This is Java's only named operator.  It is a word - not symbols like all the other operators.


  Like the method named substring( ) from the String and StringBuffer classes, and the method lineno( ) from StreamTokenizer, the word instanceof does not have a capital letter inside it where you would normally think there might be one.  i.e.


Saying subString( ), lineNo( ), or instanceOf, with the typical imbedded capital letter for the second word, are all incorrect spellings and will not compile. 


  You cannot use instanceof to arbitrarily test for class participation by an object.  It only tests for whether or not the object has been instantiated as an instance of its own class type.  The reason you can't test for a class type is that instanceof expressions will not compile if an incorrect class type is named in the statement.  i.e.
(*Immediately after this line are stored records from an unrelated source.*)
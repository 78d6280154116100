use reqwest::blocking::Client;
use serde::Deserialize;
use serde::de::DeserializeOwned;
use std::time::Duration;
use tracing::{debug, warn};
use url::Url;

use crate::AuthnError;

/// Static description of the OAuth2 provider. Never mutated after startup.
#[derive(Debug, Clone)]
pub struct ProviderConfig {
    pub auth_url: String,
    pub token_url: String,
    pub userinfo_url: String,
    pub client_id: String,
    pub client_secret: String,
    pub scopes: String,
}

#[derive(Debug, Clone, Deserialize)]
pub struct AccessToken {
    #[serde(default)]
    pub access_token: String,
    #[serde(default)]
    pub token_type: String,
    #[serde(default)]
    pub expires_in: Option<u64>,
    #[serde(default)]
    pub id_token: Option<String>,
}

#[derive(Debug, Clone, Default, Deserialize)]
pub struct UserInfo {
    #[serde(default, rename = "sub")]
    pub subject: String,
    #[serde(default)]
    pub name: String,
    #[serde(default)]
    pub login: String,
    #[serde(default)]
    pub username: String,
    #[serde(default)]
    pub preferred_username: String,
    #[serde(default)]
    pub email: String,
}

impl UserInfo {
    /// First non-empty of `username`, `login`, `preferred_username`,
    /// `email`. An empty result is a failed login, not an identity.
    pub fn derive_username(&self) -> &str {
        [
            &self.username,
            &self.login,
            &self.preferred_username,
            &self.email,
        ]
        .into_iter()
        .find(|candidate| !candidate.is_empty())
        .map(String::as_str)
        .unwrap_or("")
    }
}

/// Drives the authorization-code flow against one provider.
pub struct ExchangeClient {
    config: ProviderConfig,
    client: Client,
}

impl ExchangeClient {
    pub fn new(
        config: ProviderConfig,
        connect_timeout: Duration,
        timeout: Duration,
    ) -> Result<Self, AuthnError> {
        Url::parse(&config.auth_url)?;
        Url::parse(&config.token_url)?;
        Url::parse(&config.userinfo_url)?;

        let client = Client::builder()
            .connect_timeout(connect_timeout)
            .timeout(timeout)
            .build()?;

        Ok(Self { config, client })
    }

    pub fn config(&self) -> &ProviderConfig {
        &self.config
    }

    pub fn authorization_url(&self, state: &str, redirect_uri: &str) -> Result<String, AuthnError> {
        let mut auth_url = Url::parse(&self.config.auth_url)?;
        {
            let mut pairs = auth_url.query_pairs_mut();
            pairs
                .append_pair("response_type", "code")
                .append_pair("client_id", &self.config.client_id)
                .append_pair("scope", &self.config.scopes)
                .append_pair("redirect_uri", redirect_uri);
            if !state.is_empty() {
                pairs.append_pair("state", state);
            }
        }
        Ok(auth_url.to_string())
    }

    pub fn exchange_code(&self, code: &str, redirect_uri: &str) -> Result<AccessToken, AuthnError> {
        let token: AccessToken = self.post_form(
            &self.config.token_url,
            &[
                ("redirect_uri", redirect_uri),
                ("code", code),
                ("grant_type", "authorization_code"),
                ("client_id", self.config.client_id.as_str()),
                ("client_secret", self.config.client_secret.as_str()),
            ],
        )?;

        if token.token_type != "Bearer" || token.access_token.is_empty() {
            warn!(token_type = %token.token_type, "token endpoint returned unusable token");
            return Err(AuthnError::InvalidTokenResponse(format!(
                "token type {:?}",
                token.token_type
            )));
        }

        Ok(token)
    }

    pub fn fetch_userinfo(&self, access_token: &AccessToken) -> Result<UserInfo, AuthnError> {
        self.post_form(
            &self.config.userinfo_url,
            &[("access_token", access_token.access_token.as_str())],
        )
    }

    fn post_form<T: DeserializeOwned>(
        &self,
        url: &str,
        form: &[(&str, &str)],
    ) -> Result<T, AuthnError> {
        let response = self.client.post(url).form(form).send().map_err(timeout_aware)?;
        let status = response.status();
        let body = response.bytes().map_err(timeout_aware)?;

        if status.as_u16() >= 300 {
            debug!(%url, %status, body = %String::from_utf8_lossy(&body), "provider call failed");
            return Err(AuthnError::ProviderStatus(status.as_u16()));
        }

        serde_json::from_slice(&body).map_err(|err| {
            debug!(%url, body = %String::from_utf8_lossy(&body), "undecodable provider response");
            AuthnError::Json(err)
        })
    }
}

fn timeout_aware(err: reqwest::Error) -> AuthnError {
    if err.is_timeout() {
        AuthnError::ProviderTimeout
    } else {
        AuthnError::Http(err)
    }
}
Double D = new Double( 0 );     then  

if ( D instanceof Float )            will not compile because of the presence of Float


  instanceof returns true for widening types also.  This means it returns true for all of an object reference’s higher level classes.  i.e.


Integer I = new Integer( 5 ); 

if ( I instanceof Integer )             returns true.

if ( I instanceof Number )         also returns true.


  You must put an object reference on the left side of an instanceof  expression.  On the right side you must put a class name, an interface name, or a named Array.  i.e.


if ( object instanceof String )                works.

if ( object instanceof byte[  ] )               works.

if ( objecta instanceof objectb )                 will not compile.

if ( String  instanceof Object )               will not compile.


  You cannot use instanceof to compare the class types of two object references.  Instead, to do so, you should say:


if (objecta.getClass( ) == objectb.getClass( ) )


A problem with the above is that it will throw a NullPointerException if either object is null. 

To avoid this possibility and still get the job done, say:


if ( ( objecta != null & objectb != null )  &&  objecta.getClass( ) == objectb.getClass( ) )


  You cannot use instanceof to see if something is an array in general.  i.e.


byte[ ] b = new byte[ 2 ];  

if (  b instanceof byte[  ] )  tests for a byte array (only), but it will not compile if the array is not of type byte[ ].  This situation renders the test somewhat useless.


Saying  if ( b instanceof [  ] )  will never compile.


  To test for the presence of arrays in general, use the .isArray( ) method from the Class class.  i.e.

Still using the above example with b:


if( b.getClass( ).isArray( ) ) returns true.


  instanceof always returns a false for any object reference which has been set to null – even if the object in question actually belongs to the class named.  i.e.


Object O = null; 

if ( O instanceof  Object )  returns false becaue O is null, even though O is indeed an Object.